Only lines holding "display" are wanted; copy each of them from the records below.

Source records >>

>>>

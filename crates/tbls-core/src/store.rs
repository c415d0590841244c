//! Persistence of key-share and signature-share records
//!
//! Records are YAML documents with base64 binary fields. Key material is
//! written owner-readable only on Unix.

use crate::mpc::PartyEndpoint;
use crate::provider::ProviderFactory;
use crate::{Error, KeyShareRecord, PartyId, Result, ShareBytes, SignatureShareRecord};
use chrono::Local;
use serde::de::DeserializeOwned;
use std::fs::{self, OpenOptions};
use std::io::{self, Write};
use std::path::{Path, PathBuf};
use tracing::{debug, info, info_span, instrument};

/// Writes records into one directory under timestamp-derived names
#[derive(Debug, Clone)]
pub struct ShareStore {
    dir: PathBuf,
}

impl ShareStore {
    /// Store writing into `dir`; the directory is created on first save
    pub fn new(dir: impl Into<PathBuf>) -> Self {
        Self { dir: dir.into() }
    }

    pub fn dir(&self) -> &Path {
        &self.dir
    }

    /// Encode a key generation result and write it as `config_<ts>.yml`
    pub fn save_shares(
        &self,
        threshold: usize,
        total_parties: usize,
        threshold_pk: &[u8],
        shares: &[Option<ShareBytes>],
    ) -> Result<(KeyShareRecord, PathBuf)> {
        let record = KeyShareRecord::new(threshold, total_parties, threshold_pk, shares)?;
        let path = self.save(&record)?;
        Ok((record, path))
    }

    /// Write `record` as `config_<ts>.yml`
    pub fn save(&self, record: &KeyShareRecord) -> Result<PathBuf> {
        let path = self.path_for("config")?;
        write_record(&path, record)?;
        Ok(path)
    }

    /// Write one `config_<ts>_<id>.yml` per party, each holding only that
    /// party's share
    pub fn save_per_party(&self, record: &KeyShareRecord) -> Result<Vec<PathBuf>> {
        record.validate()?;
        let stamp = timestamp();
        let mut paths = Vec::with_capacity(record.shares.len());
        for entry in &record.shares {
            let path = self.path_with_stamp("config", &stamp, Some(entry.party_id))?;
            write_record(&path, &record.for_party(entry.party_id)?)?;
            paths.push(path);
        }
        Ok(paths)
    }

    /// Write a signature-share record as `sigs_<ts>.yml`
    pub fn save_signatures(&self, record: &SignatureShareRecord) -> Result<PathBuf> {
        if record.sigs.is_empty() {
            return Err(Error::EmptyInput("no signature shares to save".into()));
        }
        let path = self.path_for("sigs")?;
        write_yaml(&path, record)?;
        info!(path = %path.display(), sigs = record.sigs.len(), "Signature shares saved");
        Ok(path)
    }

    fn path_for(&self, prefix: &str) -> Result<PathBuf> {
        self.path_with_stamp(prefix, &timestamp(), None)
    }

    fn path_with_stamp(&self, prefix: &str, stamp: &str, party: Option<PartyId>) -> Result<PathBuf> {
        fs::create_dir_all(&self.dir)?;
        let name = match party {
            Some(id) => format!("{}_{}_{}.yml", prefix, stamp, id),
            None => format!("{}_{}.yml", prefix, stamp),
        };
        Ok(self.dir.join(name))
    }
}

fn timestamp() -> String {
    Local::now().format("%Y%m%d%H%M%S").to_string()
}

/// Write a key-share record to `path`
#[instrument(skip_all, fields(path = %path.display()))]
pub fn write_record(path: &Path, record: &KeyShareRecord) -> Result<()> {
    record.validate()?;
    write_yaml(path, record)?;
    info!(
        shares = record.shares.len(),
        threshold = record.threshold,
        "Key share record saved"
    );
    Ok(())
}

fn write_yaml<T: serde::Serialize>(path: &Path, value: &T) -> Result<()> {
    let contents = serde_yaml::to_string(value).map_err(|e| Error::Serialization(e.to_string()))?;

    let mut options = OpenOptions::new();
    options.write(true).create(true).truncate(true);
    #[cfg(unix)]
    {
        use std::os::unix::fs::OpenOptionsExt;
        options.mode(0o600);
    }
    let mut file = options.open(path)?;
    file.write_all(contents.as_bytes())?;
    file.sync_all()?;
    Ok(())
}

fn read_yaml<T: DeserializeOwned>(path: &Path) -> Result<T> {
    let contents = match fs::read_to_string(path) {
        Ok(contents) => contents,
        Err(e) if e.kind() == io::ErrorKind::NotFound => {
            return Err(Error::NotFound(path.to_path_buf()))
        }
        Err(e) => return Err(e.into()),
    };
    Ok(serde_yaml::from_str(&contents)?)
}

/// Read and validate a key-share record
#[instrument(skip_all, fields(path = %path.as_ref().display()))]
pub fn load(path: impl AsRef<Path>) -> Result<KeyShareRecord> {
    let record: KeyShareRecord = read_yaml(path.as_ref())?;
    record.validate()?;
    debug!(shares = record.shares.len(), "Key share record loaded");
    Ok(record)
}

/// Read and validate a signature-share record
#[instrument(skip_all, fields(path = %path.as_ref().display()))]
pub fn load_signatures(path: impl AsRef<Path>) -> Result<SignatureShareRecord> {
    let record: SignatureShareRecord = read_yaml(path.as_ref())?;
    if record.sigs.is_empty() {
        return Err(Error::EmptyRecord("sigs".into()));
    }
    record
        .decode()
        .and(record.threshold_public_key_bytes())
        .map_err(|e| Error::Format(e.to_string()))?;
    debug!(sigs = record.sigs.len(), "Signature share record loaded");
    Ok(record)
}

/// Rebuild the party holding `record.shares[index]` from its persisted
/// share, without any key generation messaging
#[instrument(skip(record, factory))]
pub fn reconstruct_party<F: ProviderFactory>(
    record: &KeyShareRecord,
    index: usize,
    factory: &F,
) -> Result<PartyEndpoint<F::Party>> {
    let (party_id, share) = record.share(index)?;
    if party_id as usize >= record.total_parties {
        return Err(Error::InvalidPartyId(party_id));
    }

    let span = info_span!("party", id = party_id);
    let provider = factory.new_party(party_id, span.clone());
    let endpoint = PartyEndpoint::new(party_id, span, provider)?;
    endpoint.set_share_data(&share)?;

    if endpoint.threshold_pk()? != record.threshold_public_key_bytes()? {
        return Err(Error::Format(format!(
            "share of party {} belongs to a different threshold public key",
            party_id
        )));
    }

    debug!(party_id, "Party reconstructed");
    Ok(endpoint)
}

<<<

Exercise solution >>
        info!(path = %path.display(), sigs = record.sigs.len(), "Signature shares saved");
#[instrument(skip_all, fields(path = %path.display()))]
#[instrument(skip_all, fields(path = %path.as_ref().display()))]
#[instrument(skip_all, fields(path = %path.as_ref().display()))]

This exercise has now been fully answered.